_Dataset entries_
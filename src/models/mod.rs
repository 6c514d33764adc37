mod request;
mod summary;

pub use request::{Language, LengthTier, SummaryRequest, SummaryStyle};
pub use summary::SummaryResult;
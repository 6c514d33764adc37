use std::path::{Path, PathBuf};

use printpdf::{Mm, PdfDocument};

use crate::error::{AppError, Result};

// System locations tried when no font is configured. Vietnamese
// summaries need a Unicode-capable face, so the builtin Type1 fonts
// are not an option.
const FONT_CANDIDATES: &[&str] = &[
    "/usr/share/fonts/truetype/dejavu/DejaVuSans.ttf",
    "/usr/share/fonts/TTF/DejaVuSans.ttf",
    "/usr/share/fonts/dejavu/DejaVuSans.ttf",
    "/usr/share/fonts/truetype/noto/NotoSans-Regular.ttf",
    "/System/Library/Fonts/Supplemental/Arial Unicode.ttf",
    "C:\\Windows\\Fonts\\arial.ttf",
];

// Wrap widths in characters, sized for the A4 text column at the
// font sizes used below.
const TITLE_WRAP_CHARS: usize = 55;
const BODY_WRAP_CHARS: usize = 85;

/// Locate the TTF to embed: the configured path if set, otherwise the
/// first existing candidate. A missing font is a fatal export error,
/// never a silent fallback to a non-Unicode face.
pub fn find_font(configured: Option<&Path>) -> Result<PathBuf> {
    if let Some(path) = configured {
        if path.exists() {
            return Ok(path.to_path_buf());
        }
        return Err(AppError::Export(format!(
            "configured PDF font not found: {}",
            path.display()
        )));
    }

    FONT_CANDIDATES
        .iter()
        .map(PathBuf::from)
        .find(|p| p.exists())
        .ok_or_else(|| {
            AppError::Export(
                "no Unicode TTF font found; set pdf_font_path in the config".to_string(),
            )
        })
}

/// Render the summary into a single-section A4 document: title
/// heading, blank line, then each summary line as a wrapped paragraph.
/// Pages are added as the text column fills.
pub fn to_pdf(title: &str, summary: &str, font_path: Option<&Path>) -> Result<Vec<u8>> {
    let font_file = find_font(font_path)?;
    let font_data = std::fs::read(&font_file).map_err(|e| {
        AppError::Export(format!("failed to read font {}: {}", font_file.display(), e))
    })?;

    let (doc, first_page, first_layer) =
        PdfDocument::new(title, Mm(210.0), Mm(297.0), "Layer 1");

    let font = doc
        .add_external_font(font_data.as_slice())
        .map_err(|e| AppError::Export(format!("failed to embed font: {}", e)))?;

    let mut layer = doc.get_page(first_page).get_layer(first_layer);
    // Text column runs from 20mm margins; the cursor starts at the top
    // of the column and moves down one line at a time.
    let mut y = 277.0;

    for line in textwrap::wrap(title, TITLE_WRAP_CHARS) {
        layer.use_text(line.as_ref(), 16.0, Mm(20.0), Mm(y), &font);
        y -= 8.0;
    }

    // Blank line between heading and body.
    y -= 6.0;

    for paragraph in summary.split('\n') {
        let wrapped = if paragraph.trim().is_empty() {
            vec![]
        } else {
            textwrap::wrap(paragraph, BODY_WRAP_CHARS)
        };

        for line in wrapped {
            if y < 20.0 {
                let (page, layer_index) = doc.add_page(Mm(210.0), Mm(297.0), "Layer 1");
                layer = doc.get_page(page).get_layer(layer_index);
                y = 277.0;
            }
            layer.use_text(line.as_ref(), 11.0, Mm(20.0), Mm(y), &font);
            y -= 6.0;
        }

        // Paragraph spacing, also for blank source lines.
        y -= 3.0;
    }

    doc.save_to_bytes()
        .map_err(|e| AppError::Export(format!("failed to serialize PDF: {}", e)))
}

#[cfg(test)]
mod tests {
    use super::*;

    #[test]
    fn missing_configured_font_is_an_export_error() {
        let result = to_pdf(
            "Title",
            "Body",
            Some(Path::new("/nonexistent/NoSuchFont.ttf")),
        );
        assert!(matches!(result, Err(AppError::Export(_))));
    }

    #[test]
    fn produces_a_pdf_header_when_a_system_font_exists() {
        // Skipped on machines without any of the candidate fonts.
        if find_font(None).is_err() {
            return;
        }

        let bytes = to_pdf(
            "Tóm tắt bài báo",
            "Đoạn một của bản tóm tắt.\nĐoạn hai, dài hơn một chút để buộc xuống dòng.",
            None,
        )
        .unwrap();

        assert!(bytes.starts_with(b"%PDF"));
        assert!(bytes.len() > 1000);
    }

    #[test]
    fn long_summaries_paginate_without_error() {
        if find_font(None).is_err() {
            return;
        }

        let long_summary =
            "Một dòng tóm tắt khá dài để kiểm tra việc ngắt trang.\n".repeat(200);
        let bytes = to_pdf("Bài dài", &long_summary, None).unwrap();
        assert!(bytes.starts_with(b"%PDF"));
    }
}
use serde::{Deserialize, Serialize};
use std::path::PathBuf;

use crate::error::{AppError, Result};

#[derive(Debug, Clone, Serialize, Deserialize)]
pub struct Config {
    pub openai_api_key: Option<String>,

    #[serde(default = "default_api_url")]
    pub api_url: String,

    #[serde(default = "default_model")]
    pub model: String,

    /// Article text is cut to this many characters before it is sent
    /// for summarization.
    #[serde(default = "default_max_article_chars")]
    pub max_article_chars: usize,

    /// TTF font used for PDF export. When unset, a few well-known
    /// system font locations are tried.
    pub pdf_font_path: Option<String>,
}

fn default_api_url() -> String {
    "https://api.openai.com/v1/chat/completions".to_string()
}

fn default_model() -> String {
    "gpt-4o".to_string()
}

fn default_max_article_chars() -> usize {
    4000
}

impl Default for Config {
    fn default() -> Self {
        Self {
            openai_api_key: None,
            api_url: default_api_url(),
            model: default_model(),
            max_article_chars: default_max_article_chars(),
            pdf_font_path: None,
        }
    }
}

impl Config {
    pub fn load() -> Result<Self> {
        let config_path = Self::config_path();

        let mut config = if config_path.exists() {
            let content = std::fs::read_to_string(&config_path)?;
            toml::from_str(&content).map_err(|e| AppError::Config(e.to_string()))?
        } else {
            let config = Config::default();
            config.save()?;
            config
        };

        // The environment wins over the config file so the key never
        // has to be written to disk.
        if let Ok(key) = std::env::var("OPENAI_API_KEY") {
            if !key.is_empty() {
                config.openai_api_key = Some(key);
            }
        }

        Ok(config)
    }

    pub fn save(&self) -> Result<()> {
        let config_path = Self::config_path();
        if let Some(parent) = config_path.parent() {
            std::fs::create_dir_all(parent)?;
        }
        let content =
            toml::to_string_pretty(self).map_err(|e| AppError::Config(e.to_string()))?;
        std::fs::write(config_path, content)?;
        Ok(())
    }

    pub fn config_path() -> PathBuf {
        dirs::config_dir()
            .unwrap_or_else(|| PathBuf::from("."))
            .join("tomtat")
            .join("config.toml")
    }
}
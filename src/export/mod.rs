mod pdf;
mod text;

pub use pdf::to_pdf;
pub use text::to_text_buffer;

_PROBLEM DETAILS_
As the exercise requires, copy out the data shown above word for word.

_TASK OUTPUT_
filename src/models/mod.rs
repository 6c514d33764adc37
mod request;
mod summary;

pub use request::{Language, LengthTier, SummaryRequest, SummaryStyle};
pub use summary::SummaryResult;
repository 6c514d33764adc37
use std::path::{Path, PathBuf};

use printpdf::{Mm, PdfDocument};

use crate::error::{AppError, Result};

// System locations tried when no font is configured. Vietnamese
// summaries need a Unicode-capable face, so the builtin Type1 fonts
// are not an option.
const FONT_CANDIDATES: &[&str] = &[
    "/usr/share/fonts/truetype/dejavu/DejaVuSans.ttf",
    "/usr/share/fonts/TTF/DejaVuSans.ttf",
    "/usr/share/fonts/dejavu/DejaVuSans.ttf",
    "/usr/share/fonts/truetype/noto/NotoSans-Regular.ttf",
    "/System/Library/Fonts/Supplemental/Arial Unicode.ttf",
    "C:\\Windows\\Fonts\\arial.ttf",
];

// Wrap widths in characters, sized for the A4 text column at the
// font sizes used below.
const TITLE_WRAP_CHARS: usize = 55;
const BODY_WRAP_CHARS: usize = 85;

/// Locate the TTF to embed: the configured path if set, otherwise the
/// first existing candidate. A missing font is a fatal export error,
/// never a silent fallback to a non-Unicode face.
pub fn find_font(configured: Option<&Path>) -> Result<PathBuf> {
    if let Some(path) = configured {
        if path.exists() {
            return Ok(path.to_path_buf());
        }
        return Err(AppError::Export(format!(
            "configured PDF font not found: {}",
            path.display()
        )));
    }

    FONT_CANDIDATES
        .iter()
        .map(PathBuf::from)
        .find(|p| p.exists())
        .ok_or_else(|| {
            AppError::Export(
                "no Unicode TTF font found; set pdf_font_path in the config".to_string(),
            )
        })
}

/// Render the summary into a single-section A4 document: title
/// heading, blank line, then each summary line as a wrapped paragraph.
/// Pages are added as the text column fills.
pub fn to_pdf(title: &str, summary: &str, font_path: Option<&Path>) -> Result<Vec<u8>> {
    let font_file = find_font(font_path)?;
    let font_data = std::fs::read(&font_file).map_err(|e| {
        AppError::Export(format!("failed to read font {}: {}", font_file.display(), e))
    })?;

    let (doc, first_page, first_layer) =
        PdfDocument::new(title, Mm(210.0), Mm(297.0), "Layer 1");

    let font = doc
        .add_external_font(font_data.as_slice())
        .map_err(|e| AppError::Export(format!("failed to embed font: {}", e)))?;

    let mut layer = doc.get_page(first_page).get_layer(first_layer);
    // Text column runs from 20mm margins; the cursor starts at the top
    // of the column and moves down one line at a time.
    let mut y = 277.0;

    for line in textwrap::wrap(title, TITLE_WRAP_CHARS) {
        layer.use_text(line.as_ref(), 16.0, Mm(20.0), Mm(y), &font);
        y -= 8.0;
    }

    // Blank line between heading and body.
    y -= 6.0;

    for paragraph in summary.split('\n') {
        let wrapped = if paragraph.trim().is_empty() {
            vec![]
        } else {
            textwrap::wrap(paragraph, BODY_WRAP_CHARS)
        };

        for line in wrapped {
            if y < 20.0 {
                let (page, layer_index) = doc.add_page(Mm(210.0), Mm(297.0), "Layer 1");
                layer = doc.get_page(page).get_layer(layer_index);
                y = 277.0;
            }
            layer.use_text(line.as_ref(), 11.0, Mm(20.0), Mm(y), &font);
            y -= 6.0;
        }

        // Paragraph spacing, also for blank source lines.
        y -= 3.0;
    }

    doc.save_to_bytes()
        .map_err(|e| AppError::Export(format!("failed to serialize PDF: {}", e)))
}

#[cfg(test)]
mod tests {
    use super::*;

    #[test]
    fn missing_configured_font_is_an_export_error() {
        let result = to_pdf(
            "Title",
            "Body",
            Some(Path::new("/nonexistent/NoSuchFont.ttf")),
        );
        assert!(matches!(result, Err(AppError::Export(_))));
    }

    #[test]
    fn produces_a_pdf_header_when_a_system_font_exists() {
        // Skipped on machines without any of the candidate fonts.
        if find_font(None).is_err() {
            return;
        }

        let bytes = to_pdf(
            "Tóm tắt bài báo",
            "Đoạn một của bản tóm tắt.\nĐoạn hai, dài hơn một chút để buộc xuống dòng.",
            None,
        )
        .unwrap();

        assert!(bytes.starts_with(b"%PDF"));
        assert!(bytes.len() > 1000);
    }

    #[test]
    fn long_summaries_paginate_without_error() {
        if find_font(None).is_err() {
            return;
        }

        let long_summary =
            "Một dòng tóm tắt khá dài để kiểm tra việc ngắt trang.\n".repeat(200);
        let bytes = to_pdf("Bài dài", &long_summary, None).unwrap();
        assert!(bytes.starts_with(b"%PDF"));
    }
}
use serde::{Deserialize, Serialize};
use std::path::PathBuf;

use crate::error::{AppError, Result};

#[derive(Debug, Clone, Serialize, Deserialize)]
pub struct Config {
    pub openai_api_key: Option<String>,

    #[serde(default = "default_api_url")]
    pub api_url: String,

    #[serde(default = "default_model")]
    pub model: String,

    /// Article text is cut to this many characters before it is sent
    /// for summarization.
    #[serde(default = "default_max_article_chars")]
    pub max_article_chars: usize,

    /// TTF font used for PDF export. When unset, a few well-known
    /// system font locations are tried.
    pub pdf_font_path: Option<String>,
}

fn default_api_url() -> String {
    "https://api.openai.com/v1/chat/completions".to_string()
}

fn default_model() -> String {
    "gpt-4o".to_string()
}

fn default_max_article_chars() -> usize {
    4000
}

impl Default for Config {
    fn default() -> Self {
        Self {
            openai_api_key: None,
            api_url: default_api_url(),
            model: default_model(),
            max_article_chars: default_max_article_chars(),
            pdf_font_path: None,
        }
    }
}

impl Config {
    pub fn load() -> Result<Self> {
        let config_path = Self::config_path();

        let mut config = if config_path.exists() {
            let content = std::fs::read_to_string(&config_path)?;
            toml::from_str(&content).map_err(|e| AppError::Config(e.to_string()))?
        } else {
            let config = Config::default();
            config.save()?;
            config
        };

        // The environment wins over the config file so the key never
        // has to be written to disk.
        if let Ok(key) = std::env::var("OPENAI_API_KEY") {
            if !key.is_empty() {
                config.openai_api_key = Some(key);
            }
        }

        Ok(config)
    }

    pub fn save(&self) -> Result<()> {
        let config_path = Self::config_path();
        if let Some(parent) = config_path.parent() {
            std::fs::create_dir_all(parent)?;
        }
        let content =
            toml::to_string_pretty(self).map_err(|e| AppError::Config(e.to_string()))?;
        std::fs::write(config_path, content)?;
        Ok(())
    }

    pub fn config_path() -> PathBuf {
        dirs::config_dir()
            .unwrap_or_else(|| PathBuf::from("."))
            .join("tomtat")
            .join("config.toml")
    }
}
filename src/export/mod.rs
mod pdf;
mod text;

pub use pdf::to_pdf;
pub use text::to_text_buffer;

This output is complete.